Monday, July 11, 2011

The Valley of the Shadow of Death

We have waited for this day with eagerness and trepidation, and now it is here.  We turn the car out of the Homewood Suites parking lot at 4:30am and head to the Duke University Hospital.  It is pitch black and there is not a car on the roads.  We want to be there before they take her to surgery at 5:15 to give her one last kiss before she goes into battle for her life.

On Friday my sister Paula was admitted to the hospital to 'embolize' her cancerous left kidney in preparation for its removal this morning.  The idea is to cut off the kidney's blood supply by blocking the renal artery so the tumor gets no blood.  After about 72 hours they will remove it and there will be much less blood loss we are told.  Unfortunately the tumor has grown into her main vein returning blood to the heart and they also must open her chest, put her on a heart lung bypass machine and remove all the tumor from her vena cava as well.  No small task, and we all are aware of the magnitude of the insult to her body that will happen today.
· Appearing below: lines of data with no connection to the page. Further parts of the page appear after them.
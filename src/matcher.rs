//! Identity matching: index one flattened snapshot by `_id` and compute the
//! ordered union of ids across two indexes.

use std::collections::BTreeMap;

use itertools::Itertools;
use log::warn;

use crate::data::{ID_COLUMN, Record, RecordId};
use crate::error::DiffError;
use crate::flatten::{FlatRecord, PATH_SEPARATOR};

/// Identity lookup over one flattened snapshot.
#[derive(Debug, Default)]
pub struct IdentityIndex {
    records: BTreeMap<RecordId, FlatRecord>,
}

impl IdentityIndex {
    /// Index records by their `_id`.
    ///
    /// A record missing its identity fails with
    /// [`DiffError::MissingIdentity`]; an object or array `_id` (visible
    /// here as flattened `_id.`-prefixed paths) fails with
    /// [`DiffError::InvalidIdentity`]. A duplicated identity keeps the
    /// later record (last-write-wins) — a caller-visible ambiguity, not a
    /// failure.
    pub fn build(flat_records: &[FlatRecord]) -> Result<Self, DiffError> {
        let mut records = BTreeMap::new();
        for (position, record) in flat_records.iter().enumerate() {
            let raw = match record.get(ID_COLUMN) {
                Some(value) => value,
                None => {
                    let prefix = format!("{ID_COLUMN}{PATH_SEPARATOR}");
                    let nested: Record = record
                        .iter()
                        .filter_map(|(key, value)| {
                            key.strip_prefix(&prefix)
                                .map(|path| (path.to_string(), value.clone()))
                        })
                        .collect();
                    if !nested.is_empty() {
                        return Err(DiffError::InvalidIdentity {
                            position,
                            value: serde_json::Value::Object(nested).to_string(),
                        });
                    }
                    return Err(DiffError::MissingIdentity {
                        position,
                        record: serde_json::Value::Object(record.clone()).to_string(),
                    });
                }
            };
            let id = RecordId::from_value(raw, position)?;
            if records.insert(id.clone(), record.clone()).is_some() {
                warn!("duplicate id {id} in snapshot; keeping the later record");
            }
        }
        Ok(Self { records })
    }

    pub fn get(&self, id: &RecordId) -> Option<&FlatRecord> {
        self.records.get(id)
    }

    /// Ids in ascending order.
    pub fn ids(&self) -> impl Iterator<Item = &RecordId> {
        self.records.keys()
    }

    pub fn len(&self) -> usize {
        self.records.len()
    }

    pub fn is_empty(&self) -> bool {
        self.records.is_empty()
    }
}

/// Every id present in either index, ascending.
///
/// Both key iterators are already sorted, so a merge plus dedup yields the
/// sorted union in one pass.
pub fn union_ids(source: &IdentityIndex, target: &IdentityIndex) -> Vec<RecordId> {
    source.ids().merge(target.ids()).dedup().cloned().collect()
}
It doesn't seem possible that only 5 short weeks ago we got the phone call from Paula telling us she had this monster growing inside her.  Much has happened since then, with trips to Duke for consults and scheduling the surgery as well as trying to plan for Paula's recovery.

And now as we silently cover the few miles to the hospital in the darkness, I hear Cecily quietly asking for comfort and protection as we 'pass through the valley of the shadow of death'.  I always wondered about that phrase when I would hear the 23rd psalm as a child.  I couldn't imagine what that was like; I just heard the poetry of the words.  Today, I know.
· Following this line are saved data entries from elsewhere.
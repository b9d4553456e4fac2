//! HTML report rendering: a color-coding legend followed by the data table.

use std::borrow::Cow;
use std::fmt::Write as _;

use crate::classify::ChangeFlags;
use crate::diff::DiffResult;

const COLOR_CHANGED: &str = "#008080";
const COLOR_ADDED: &str = "#2e8b57";
const COLOR_DELETED: &str = "#c71585";
const COLOR_CHANGED_DELETED: &str = "#800080";

const LEGEND: &[(&str, &str)] = &[
    ("changed", COLOR_CHANGED),
    ("added", COLOR_ADDED),
    ("deleted", COLOR_DELETED),
    ("changed + deleted", COLOR_CHANGED_DELETED),
];

/// Render a diff result as two HTML tables: the legend, then one header row
/// of schema columns and one row per id with cells colored by change status.
pub fn render_html(result: &DiffResult) -> String {
    let mut html = String::new();

    let _ = writeln!(html, "<table border=\"1\" cellpadding=\"4\">");
    let _ = writeln!(html, "<tr><th colspan=\"2\">Legend</th></tr>");
    for (label, color) in LEGEND {
        let _ = writeln!(
            html,
            "<tr><td style=\"background-color: {color}\">&nbsp;&nbsp;&nbsp;</td><td>{label}</td></tr>"
        );
    }
    let _ = writeln!(html, "</table>");

    let _ = writeln!(html, "<table border=\"1\" cellpadding=\"4\" style=\"width:100%\">");
    let mut header = String::from("<tr>");
    for column in &result.columns {
        let escaped = escape_html(column);
        let _ = write!(header, "<th data-column=\"{escaped}\">{escaped}</th>");
    }
    header.push_str("</tr>");
    let _ = writeln!(html, "{header}");

    for row in &result.rows {
        let mut line = String::from("<tr>");
        for cell in &row.cells {
            let value = escape_html(&cell.value);
            match status_color(cell.flags) {
                Some(color) => {
                    let _ = write!(line, "<td style=\"background-color: {color}\">{value}</td>");
                }
                None => {
                    let _ = write!(line, "<td>{value}</td>");
                }
            }
        }
        line.push_str("</tr>");
        let _ = writeln!(html, "{line}");
    }
    let _ = writeln!(html, "</table>");

    html
}

/// Presentation priority for combined flags: the combined changed+deleted
/// state gets its own color, then deleted, then added, then changed.
fn status_color(flags: ChangeFlags) -> Option<&'static str> {
    if flags.changed && flags.deleted {
        Some(COLOR_CHANGED_DELETED)
    } else if flags.deleted {
        Some(COLOR_DELETED)
    } else if flags.added {
        Some(COLOR_ADDED)
    } else if flags.changed {
        Some(COLOR_CHANGED)
    } else {
        None
    }
}

fn escape_html(text: &str) -> Cow<'_, str> {
    if text.contains(['&', '<', '>', '"']) {
        let mut escaped = String::with_capacity(text.len());
        for ch in text.chars() {
            match ch {
                '&' => escaped.push_str("&amp;"),
                '<' => escaped.push_str("&lt;"),
                '>' => escaped.push_str("&gt;"),
                '"' => escaped.push_str("&quot;"),
                other => escaped.push(other),
            }
        }
        Cow::Owned(escaped)
    } else {
        Cow::Borrowed(text)
    }
}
Now we all are sitting in Paula's room at 5am.  She is dozing off and on.  The last several days have been difficult.  The embolization has caused her some real discomfort and pain since Friday.  The drugs have helped, but it was more than any of us expected. This is the quiet before the storm, and we are gathered around her watching her in the dark.  I step outside with Scott, her son, and we listen as the 6th floor slowly comes to life--people arriving and activity increasing as we stand there.   We look to the left and there is the orderly coming around the corner to take her down to the third floor.  We all stand in the hall while they disconnect her from the IV and monitors and wheel her out into the hall.  We follow behind the bed like some strange silent parade as we make our way to the elevator bank.  The silence is punctuated by the rhythmic sound of the unevenness of the wheels on the tile floors.  All five of us cram into the elevator with Paula and the orderly and we are smiling and trying to find the right words.  When we arrive on the third floor, the orderly tells us to sign in with the waiting room desk and we will be called into the Pre-op room when they have her situated and the preliminary IV is in.  At the desk, they give us one of those beepers with lights that you get at Carrabbas when you go out to eat and tell us that we will be buzzed when they are ready.  Looking to the right I see a waiting room that is over 100 yards long!  Easily the length of a football field!  Comfortable chairs are everywhere, and about a fourth of them are filled already with sleeping adults and children.  The surgical wing at Duke has 36 operating suites and 8 Cardiovascular suites!  The size of this operation is staggering!

Within 10 minutes our buzzer lights up and Ed, Jamie and Scott go in to see Paula.  Cecily and I stay in the waiting room.  We know our turn will come.  After about 15 minutes, Jamie and Scott emerge and Cecily and I go in.  In a bay about a third of the way down a wide hallway is my sister.  Her anesthesiologist introduces himself.  He is a very energetic young man named Jerricola who has already inserted an arterial monitoring line and is about to insert another IV for her anesthesia.  Paula looks so small in the bed.  In January she weighed close to 160 lbs and went on Weight Watchers.  Now she is 125 lbs.  The tumor has sucked so much of her life force from her already.  We can't wait for this thing to be out of her.

The time has come.....they are ready to take her in and one by one we all lean down and have a private moment with Paula.  I look into her eyes and see the fear that has consumed her for the last four weeks.  I smile, kiss her forehead and say, "Be brave, my sweet sister, God is with you--you will prevail!" (I will fear no  evil for thou art with me, thy rod and thy staff will comfort me).  It all makes sense.

So now we are in the waiting room and they are removing the evil from her body.  We are all walking through the valley, and we pray for divine guidance for the surgeon's hands.